Where l is a list and f(x) is an expensive function which returns a list.

I want to avoid evaluating f(x) twice for every non-empty occurance of f(x). Is there some way to save its output within the list comprehension?

I could remove the final condition, generate the whole list and then prune it, but that seems wasteful.

Edit:

Two basic approaches have been suggested:

An inner generator comprehension:

[y for y in (f(x) for x in l) if y]

or memoization.

I think the inner generator comprehension is elegant for the problem as stated.
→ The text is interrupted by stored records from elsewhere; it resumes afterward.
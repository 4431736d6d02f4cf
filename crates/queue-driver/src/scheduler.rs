//! Shared refill loop and player registry.
//!
//! Every player holding a queue is registered here, keyed by its queue
//! handle. One background worker serves the whole set: it sleeps on a
//! condition variable while no registered player can accept source data and
//! wakes when registration changes or a completion drains a backlog. The
//! worker starts when the set becomes non-empty and exits when it empties,
//! so an idle driver runs no threads.
//!
//! Lock order: the set lock is always taken before any player lock.
//! Condition-variable signals need no lock and may be issued from the
//! completion path.

use std::collections::HashMap;
use std::sync::{Arc, Condvar, Mutex};
use std::thread;

use crate::engine::QueueId;
use crate::player::{PlayerError, PlayerInner};

pub(crate) struct PlayerSet {
    inner: Mutex<PlayerSetInner>,
    cond: Condvar,
}

#[derive(Default)]
struct PlayerSetInner {
    players: HashMap<QueueId, Arc<PlayerInner>>,
    /// Players that were playing when the driver was suspended.
    to_resume: Vec<Arc<PlayerInner>>,
    worker_running: bool,
}

impl PlayerSet {
    pub(crate) fn new() -> Arc<Self> {
        Arc::new(Self {
            inner: Mutex::new(PlayerSetInner::default()),
            cond: Condvar::new(),
        })
    }

    /// Register a player under its freshly acquired queue, starting the
    /// refill worker if none is running.
    pub(crate) fn register(self: &Arc<Self>, queue: QueueId, player: Arc<PlayerInner>) {
        let mut inner = self.inner.lock().unwrap();
        inner.players.insert(queue, player);
        if !inner.worker_running {
            inner.worker_running = true;
            let set = self.clone();
            thread::spawn(move || set.refill_loop());
        }
        drop(inner);
        self.cond.notify_one();
    }

    /// Drop the registration for `queue`, if any, including its slot in the
    /// resume set.
    pub(crate) fn unregister(&self, queue: QueueId) {
        let mut inner = self.inner.lock().unwrap();
        let Some(player) = inner.players.remove(&queue) else {
            return;
        };
        inner.to_resume.retain(|p| !Arc::ptr_eq(p, &player));
        drop(inner);
        self.cond.notify_one();
    }

    /// Drop the registration for `queue` only while it still belongs to
    /// `player`. Used by a play call that lost its queue to a concurrent
    /// reset: by the time it notices, the queue may have been re-acquired
    /// and re-registered by someone else, whose entry must survive.
    pub(crate) fn unregister_if_owned(&self, queue: QueueId, player: &Arc<PlayerInner>) {
        let mut inner = self.inner.lock().unwrap();
        let owned = inner
            .players
            .get(&queue)
            .is_some_and(|current| Arc::ptr_eq(current, player));
        if !owned {
            return;
        }
        // The resume set is left alone: the player may hold a different
        // queue by now, and only a real teardown evicts it from there.
        inner.players.remove(&queue);
        drop(inner);
        self.cond.notify_one();
    }

    /// Route a completion event to its owner. A miss means the player was
    /// already closed and the event is dropped.
    pub(crate) fn lookup(&self, queue: QueueId) -> Option<Arc<PlayerInner>> {
        self.inner.lock().unwrap().players.get(&queue).cloned()
    }

    /// Wake the refill worker; called whenever a backlog may have gained
    /// room.
    pub(crate) fn notify(&self) {
        self.cond.notify_one();
    }

    pub(crate) fn registered_len(&self) -> usize {
        self.inner.lock().unwrap().players.len()
    }

    fn should_wait(inner: &PlayerSetInner) -> bool {
        if inner.players.is_empty() {
            return false;
        }
        !inner.players.values().any(|p| p.can_read_source())
    }

    /// Block until a player needs data or the set empties. Returns whether
    /// the worker should keep running; the flag flips under the same lock
    /// that observes emptiness so register never races a dying worker.
    fn wait(&self) -> bool {
        let mut inner = self.inner.lock().unwrap();
        while Self::should_wait(&inner) {
            inner = self.cond.wait(inner).unwrap();
        }
        if inner.players.is_empty() {
            inner.worker_running = false;
            return false;
        }
        true
    }

    fn refill_loop(&self) {
        tracing::debug!("refill worker started");
        let mut snapshot: Vec<Arc<PlayerInner>> = Vec::new();
        loop {
            if !self.wait() {
                tracing::debug!("refill worker exiting, no players registered");
                return;
            }

            {
                let inner = self.inner.lock().unwrap();
                snapshot.clear();
                snapshot.extend(inner.players.values().cloned());
            }

            // Source reads happen outside the set lock; each player's own
            // lock serializes the read against its other mutations.
            for player in &snapshot {
                player.read_source();
            }
        }
    }

    /// Pause every playing player, remembering the set for [`Self::resume`].
    ///
    /// Pausing takes player locks, so it happens on a snapshot outside the
    /// set lock; an errored pause can tear a registration down re-entrantly.
    pub(crate) fn suspend(&self) -> Result<(), PlayerError> {
        let snapshot: Vec<Arc<PlayerInner>> = {
            let inner = self.inner.lock().unwrap();
            inner.players.values().cloned().collect()
        };

        let mut paused = Vec::new();
        for player in snapshot {
            if !player.is_playing() {
                continue;
            }
            player.pause();
            if let Some(err) = player.err() {
                return Err(err);
            }
            paused.push(player);
        }

        let mut inner = self.inner.lock().unwrap();
        for player in paused {
            if !inner.to_resume.iter().any(|p| Arc::ptr_eq(p, &player)) {
                inner.to_resume.push(player);
            }
        }
        Ok(())
    }

    /// Replay play on exactly the set remembered by [`Self::suspend`].
    ///
    /// The set is swapped out before any play call: play re-enters the
    /// registry, so holding the set lock across it would deadlock.
    pub(crate) fn resume(&self) -> Result<(), PlayerError> {
        let to_resume = {
            let mut inner = self.inner.lock().unwrap();
            std::mem::take(&mut inner.to_resume)
        };
        for player in to_resume {
            player.play();
            if let Some(err) = player.err() {
                return Err(err);
            }
        }
        Ok(())
    }
}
In actual fact I simplified the question to make it clear, I really want:

[g(x, f(x)) for x in l if f(x)]

For this more complicated situation, I think memoization produces a cleaner end result.

A solution (the best if you have repeated value of x) would be to memoize the function f, i.e. to create a wrapper function that saves the argument by which the function is called and save it, than return it if the same value is asked.

a really simple implementation is the following:

storage = {}
def memoized(value):
    if value not in storage:
        storage[value] = f(value)
    return storage[value]

[memoized(x) for x in l if memoized(x)]

and then use this function in the list comprehension. This approach is valid under two condition, one theoretical and one practical. The first one is that the function f should be deterministic, i.e. returns the same results given the same input, and the other is that the object x can be used as a dictionary keys. If the first one is not valid than you should recompute f each timeby definition, while if the second one fails it is possible to use some slightly more robust approaches.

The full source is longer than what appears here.